How to Make Fun of Yourself
You sit in a three-hour meeting you should never have joined. Your mind drifts to some dumb thing you did yesterday. It helps pass the time. I have done exactly that.
A waiter sets down your food and says enjoy your meal. You say you too. They walk away. You stare at the table for a second.
You walk out of an elevator, turn left with full confidence, realize immediately you are going the wrong way, and now have to decide: stop and turn around like a normal person, or keep walking in the wrong direction for a few more steps so it looks intentional. I have chosen the second option more than once.
You type your password into the username field, hit enter, and spend three seconds genuinely convinced the system is broken.
Small moments. None of them matter. None of them say anything about you. They are just the daily cost of being a person who is doing a lot of things at once.
A few years ago I said the wrong thing in a meeting. My boss was there, his boss was there. I do not even remember what I said exactly, something that came out a little off, the kind of phrase you immediately want to pull back out of the air. Not offensive. Not a career-ending move. Just... wrong for the room.
I spent the whole day with it. Running the replay. Checking my boss’s face in my memory. Wondering if I should send a follow-up, write a clarification, or just leave it and hope it dissolved. My focus was gone. And that night my HRV tanked, which is basically your body telling you that your nervous system is still arguing with something that already happened.
The next morning I went to my boss to address it. He barely remembered the meeting. It was one of those routine check-ins that could have been an email. He had already moved on before I even walked out of the room.
Which I would have done too, if I did not take myself so seriously.
That is the thing nobody tells you about self-importance. It is not always arrogance. Sometimes it looks like anxiety. You burn real energy on an audience that checked out hours ago.
So what does the alternative actually look like? Not the concept, the actual move.
Something goes wrong. Small or medium, nothing catastrophic. You feel the first pull toward replaying it, building a little case against yourself, calculating the damage.
You catch that pull. Maybe not immediately. Maybe a few seconds in. But you catch it.
You say something to yourself. Not a pep talk. Nothing motivational. Something dry. Of course that happened. Or just: Classic. Or in my case, a quiet acknowledgment that I told a waiter to enjoy his meal too, and life went on.
Then you continue.
That is the whole move. Catch it, say something light, keep going. The humor is not a performance. Nobody else needs to hear it. It is just the fastest exit from a loop that has no useful destination.
One thing to watch: the version that turns mean is not this. If the dry thought becomes a verdict, of course that happened because I always do this, because I am the kind of person who... that is a different road and it goes somewhere worse. Brief and warm is the target. Self-aware without the self-prosecution.
The research on this is pretty consistent, and it lines up with what most people sense anyway.

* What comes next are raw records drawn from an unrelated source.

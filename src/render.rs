//! Formatters for the generated daemon config files.

use crate::attributes::Section;
use crate::config::User;

const HEADER: &str = "# Generated by l2tp-ipsec. Local changes will be overwritten.\n";

/// ipsec.conf: sections without entries are bare lines (`version 2`),
/// others are a header followed by tab-indented `key=value` lines.
pub fn ipsec_conf(sections: &[Section]) -> String {
    let mut out = String::from(HEADER);
    for section in sections {
        out.push('\n');
        out.push_str(&format!("{}\n", section.name));
        for (key, value) in &section.entries {
            out.push_str(&format!("\t{}={}\n", key, value));
        }
    }
    out
}

/// ipsec.secrets: `<selector> : <secret>` per entry.
pub fn ipsec_secrets(entries: &[(String, String)]) -> String {
    let mut out = String::from(HEADER);
    for (selector, secret) in entries {
        out.push_str(&format!("{} : {}\n", selector, secret));
    }
    out
}

/// ppp chap-secrets: client, server, secret, allowed addresses.
pub fn chap_secrets(users: &[User]) -> String {
    let mut out = String::from(HEADER);
    out.push_str("# client\tserver\tsecret\tIP addresses\n");
    for user in users {
        out.push_str(&format!("\"{}\"\t*\t\"{}\"\t*\n", user.name, user.password));
    }
    out
}

/// xl2tpd.conf: ini-style `[section]` with `key = value` lines.
pub fn xl2tpd_conf(sections: &[Section]) -> String {
    let mut out = String::from(HEADER);
    for section in sections {
        out.push('\n');
        out.push_str(&format!("[{}]\n", section.name));
        for (key, value) in &section.entries {
            out.push_str(&format!("{} = {}\n", key, value));
        }
    }
    out
}

/// pppd options file: bare flags, or `key value`.
pub fn ppp_options(options: &[(String, String)]) -> String {
    let mut out = String::from(HEADER);
    for (key, value) in options {
        if value.is_empty() {
            out.push_str(&format!("{}\n", key));
        } else {
            out.push_str(&format!("{} {}\n", key, value));
        }
    }
    out
}

#[cfg(test)]
mod tests {
    use super::*;

    fn section(name: &str, entries: &[(&str, &str)]) -> Section {
        Section {
            name: name.into(),
            entries: entries
                .iter()
                .map(|(k, v)| (k.to_string(), v.to_string()))
                .collect(),
        }
    }

    #[test]
    fn test_ipsec_conf() {
        let out = ipsec_conf(&[
            section("version 2", &[]),
            section("config setup", &[("listen", "203.0.113.5"), ("protostack", "netkey")]),
        ]);

        let body: Vec<&str> = out.lines().skip(1).collect();
        assert_eq!(
            body,
            vec![
                "",
                "version 2",
                "",
                "config setup",
                "\tlisten=203.0.113.5",
                "\tprotostack=netkey",
            ]
        );
        assert!(out.starts_with("# Generated by l2tp-ipsec"));
    }

    #[test]
    fn test_ipsec_secrets() {
        let out = ipsec_secrets(&[(
            "203.0.113.5 %any".to_string(),
            "PSK \"preshared_secret\"".to_string(),
        )]);
        assert!(out.ends_with("203.0.113.5 %any : PSK \"preshared_secret\"\n"));
    }

    #[test]
    fn test_chap_secrets() {
        let out = chap_secrets(&[User {
            name: "alice".into(),
            password: "s3cret".into(),
        }]);
        assert!(out.ends_with("\"alice\"\t*\t\"s3cret\"\t*\n"));
    }

    #[test]
    fn test_xl2tpd_conf() {
        let out = xl2tpd_conf(&[section("global", &[("ipsec saref", "yes")])]);
        assert!(out.ends_with("\n[global]\nipsec saref = yes\n"));
    }

    #[test]
    fn test_ppp_options() {
        let out = ppp_options(&[
            ("require-mschap-v2".to_string(), String::new()),
            ("ms-dns".to_string(), "8.8.8.8".to_string()),
            ("ms-dns".to_string(), "8.8.4.4".to_string()),
        ]);
        assert!(out.ends_with("require-mschap-v2\nms-dns 8.8.8.8\nms-dns 8.8.4.4\n"));
    }
}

Treating your own mistakes as material instead of evidence keeps your mood from dropping as hard when things go sideways. A 2020 meta-analysis found that warm, self-accepting humor styles track with higher well-being and faster emotional recovery after setbacks, compared to self-critical or aggressive styles. [1]
A study from the University of Granada found that self-deprecating humor specifically, the version where you notice your own flaws and find them a little funny rather than damning, links to better psychological health over time. People assume making fun of yourself means thinking less of yourself. The data does not support that. [2]
A 2023 study added a physical angle: using humor as a coping tool during stress actually lowers the physiological stress response, not just the self-reported one. Your body notices. [3]
That last one matters if you track HRV or sleep. The story I told earlier was not just about wasted attention. It was a measurable thing. A bad night. All from a meeting nobody else remembered.
Over months, this builds something quieter than confidence. It is more like a shorter gap between the mistake and returning to normal. You stop expecting perfection from someone who walks confidently in the wrong direction and types passwords into the wrong field. That frees up something real.
A few people have said versions of this better than I can:
Naval Ravikant, from The Almanack of Naval Ravikant:
“Don’t take yourself so seriously. You’re just a monkey with a plan.”
Joe Rogan, from his 2009 special Talking Monkeys in Space:
“If you ever start taking things too seriously, just remember that we are talking monkeys on an organic spaceship flying through the universe.”
David Shapiro wrote something that stuck with me. In a 2025 post about identity and AI, he said: “If your self esteem is still predicated upon some skill... that’s not just a threat to your livelihood... but also a status threat.” He was writing about AI replacing coders, but the mechanism is the same. In that meeting, nobody was attacking my career. I had turned a slightly awkward phrase into a status threat and spent the rest of the day fighting a battle nobody else showed up to.
The species-level view helps. When you zoom out that far, the wrong phrase in a routine meeting looks exactly like what it was.
You are going to say you too to another waiter. You are going to walk confidently out of another elevator in the wrong direction. You are going to have another meeting that nobody remembers.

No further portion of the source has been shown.